Looking Back in Self-flagellation: NYC Marathon 2005
My best marathon time ever was 3:55, and it took me over an hour more than that to finish NYC last Sunday. And now I can't find my hair shirt anywhere!
Of course, that p.r. was thirteen years and eight or ten kids ago, so maybe I shouldn't be so hard on myself . . . okay, yeah, I should be. I'd had a pretty good training season -- my legs felt strong and I'd run two twenty-milers that made me think I could finish in 4:15 or 4:30. Perhaps it's time to admit I'm not Ethiopian.

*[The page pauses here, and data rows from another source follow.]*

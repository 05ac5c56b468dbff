// SPDX-FileCopyrightText: 2025 Semiotic AI, Inc.
//
// SPDX-License-Identifier: Apache-2.0

//! Per-asset transfer graph
//!
//! Models one asset's ownership history as a directed multigraph: nodes are
//! wallet addresses, edges are individual transfers labeled with their
//! transaction hash and block. Parallel edges and self-loops are permitted —
//! two wallets can trade the same asset repeatedly, and an owner can send to
//! themselves.
//!
//! Transfers originating from the mint address only contribute their
//! destination node, never an edge. Without that exclusion every asset would
//! show trivially short "cycles" through the shared mint origin.
//!
//! The exposed structural signal is the number of distinct simple directed
//! cycles: round-trips through the ownership graph suggest circular trading.
//! Cycles are node-simple, so parallel edges between the same pair do not
//! multiply the count and a self-loop counts once.

use std::collections::{BTreeSet, HashMap};

use alloy_primitives::{Address, BlockNumber, B256};

use crate::model::Transfer;

/// One transfer edge, endpoints given as node indices.
#[derive(Debug, Clone, PartialEq, Eq)]
pub struct TransferEdge {
    pub from: usize,
    pub to: usize,
    pub tx_hash: B256,
    pub block: BlockNumber,
}

/// Directed multigraph over the addresses an asset has passed through.
#[derive(Debug, Default)]
pub struct TransferGraph {
    nodes: Vec<Address>,
    index: HashMap<Address, usize>,
    edges: Vec<TransferEdge>,
    /// Distinct successor sets; parallel edges collapse here so the cycle
    /// search stays node-simple.
    successors: Vec<BTreeSet<usize>>,
}

impl TransferGraph {
    pub fn new() -> Self {
        Self::default()
    }

    /// Build the graph for one asset's transfer list.
    pub fn from_transfers<'a>(
        transfers: impl IntoIterator<Item = &'a Transfer>,
        mint_address: Address,
    ) -> Self {
        let mut graph = Self::new();
        for transfer in transfers {
            graph.add_transfer(transfer, mint_address);
        }
        graph
    }

    /// Add one transfer. Mint-originated transfers add only the destination
    /// node.
    pub fn add_transfer(&mut self, transfer: &Transfer, mint_address: Address) {
        if transfer.from_address == mint_address {
            self.intern(transfer.to_address);
            return;
        }

        let from = self.intern(transfer.from_address);
        let to = self.intern(transfer.to_address);
        self.successors[from].insert(to);
        self.edges.push(TransferEdge {
            from,
            to,
            tx_hash: transfer.tx_hash,
            block: transfer.block,
        });
    }

    fn intern(&mut self, address: Address) -> usize {
        if let Some(&idx) = self.index.get(&address) {
            return idx;
        }
        let idx = self.nodes.len();
        self.nodes.push(address);
        self.index.insert(address, idx);
        self.successors.push(BTreeSet::new());
        idx
    }

    pub fn node_count(&self) -> usize {
        self.nodes.len()
    }

    /// Number of transfer edges, parallel edges counted individually.
    pub fn edge_count(&self) -> usize {
        self.edges.len()
    }

    pub fn contains_node(&self, address: Address) -> bool {
        self.index.contains_key(&address)
    }

    /// Count the distinct simple directed cycles in the graph.
    ///
    /// Enumerates each cycle exactly once at its lowest-indexed node: the
    /// search from start node `s` only walks nodes with index `> s`, and a
    /// successor equal to `s` closes one cycle. Self-loops count as
    /// one-node cycles.
    pub fn simple_cycle_count(&self) -> usize {
        let mut count = 0usize;
        let mut visited = vec![false; self.nodes.len()];

        for start in 0..self.nodes.len() {
            self.count_cycles_from(start, start, &mut visited, &mut count);
        }

        count
    }

    fn count_cycles_from(
        &self,
        start: usize,
        current: usize,
        visited: &mut Vec<bool>,
        count: &mut usize,
    ) {
        for &next in &self.successors[current] {
            if next == start {
                *count += 1;
            } else if next > start && !visited[next] {
                visited[next] = true;
                self.count_cycles_from(start, next, visited, count);
                visited[next] = false;
            }
        }
    }
}

#[cfg(test)]
mod tests {
    use super::*;
    use alloy_primitives::{address, U256};

    const MINT: Address = Address::ZERO;

    fn wallet(nibble: u8) -> Address {
        Address::repeat_byte(nibble)
    }

    fn transfer(from: Address, to: Address, block: u64) -> Transfer {
        Transfer {
            contract_address: address!("1111111111111111111111111111111111111111"),
            tx_hash: B256::repeat_byte(block as u8),
            log_index: 0,
            from_address: from,
            to_address: to,
            token_id: U256::from(1u64),
            block,
        }
    }

    #[test]
    fn test_two_node_round_trip_is_one_cycle() {
        let (a, b) = (wallet(0xaa), wallet(0xbb));
        let graph =
            TransferGraph::from_transfers([&transfer(a, b, 1), &transfer(b, a, 2)], MINT);
        assert_eq!(graph.simple_cycle_count(), 1);
    }

    #[test]
    fn test_triangle_is_one_cycle() {
        let (a, b, c) = (wallet(0xaa), wallet(0xbb), wallet(0xcc));
        let graph = TransferGraph::from_transfers(
            [&transfer(a, b, 1), &transfer(b, c, 2), &transfer(c, a, 3)],
            MINT,
        );
        assert_eq!(graph.simple_cycle_count(), 1);
    }

    #[test]
    fn test_parallel_edges_do_not_multiply_cycles() {
        let (a, b) = (wallet(0xaa), wallet(0xbb));
        let graph = TransferGraph::from_transfers(
            [
                &transfer(a, b, 1),
                &transfer(b, a, 2),
                &transfer(a, b, 3),
                &transfer(b, a, 4),
            ],
            MINT,
        );
        assert_eq!(graph.edge_count(), 4);
        assert_eq!(graph.simple_cycle_count(), 1);
    }

    #[test]
    fn test_self_loop_is_one_cycle() {
        let a = wallet(0xaa);
        let graph = TransferGraph::from_transfers([&transfer(a, a, 1)], MINT);
        assert_eq!(graph.simple_cycle_count(), 1);
    }

    #[test]
    fn test_mint_transfer_adds_node_but_no_edge() {
        let a = wallet(0xaa);
        let graph = TransferGraph::from_transfers([&transfer(MINT, a, 1)], MINT);
        assert!(graph.contains_node(a));
        assert!(!graph.contains_node(MINT));
        assert_eq!(graph.edge_count(), 0);
        assert_eq!(graph.simple_cycle_count(), 0);
    }

    #[test]
    fn test_overlapping_cycles_counted_separately() {
        // a -> b -> a and a -> b -> c -> a share the a->b edge.
        let (a, b, c) = (wallet(0xaa), wallet(0xbb), wallet(0xcc));
        let graph = TransferGraph::from_transfers(
            [
                &transfer(a, b, 1),
                &transfer(b, a, 2),
                &transfer(b, c, 3),
                &transfer(c, a, 4),
            ],
            MINT,
        );
        assert_eq!(graph.simple_cycle_count(), 2);
    }

    #[test]
    fn test_chain_without_return_has_no_cycles() {
        let (a, b, c) = (wallet(0xaa), wallet(0xbb), wallet(0xcc));
        let graph = TransferGraph::from_transfers(
            [&transfer(a, b, 1), &transfer(b, c, 2)],
            MINT,
        );
        assert_eq!(graph.simple_cycle_count(), 0);
    }
}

The day started off well. I'd had a fairly good night of sleep in the world's smallest hotel room and when I left at about 5:30 to meet a friend at his hotel, I found the morning dawning free of rain, if a bit warm. We trekked with thousands of others to the New York Public Library where the buses to the start awaited us. The line snaked all over the place but things moved quickly; the New York Road Runners and city officials really do an amazing job.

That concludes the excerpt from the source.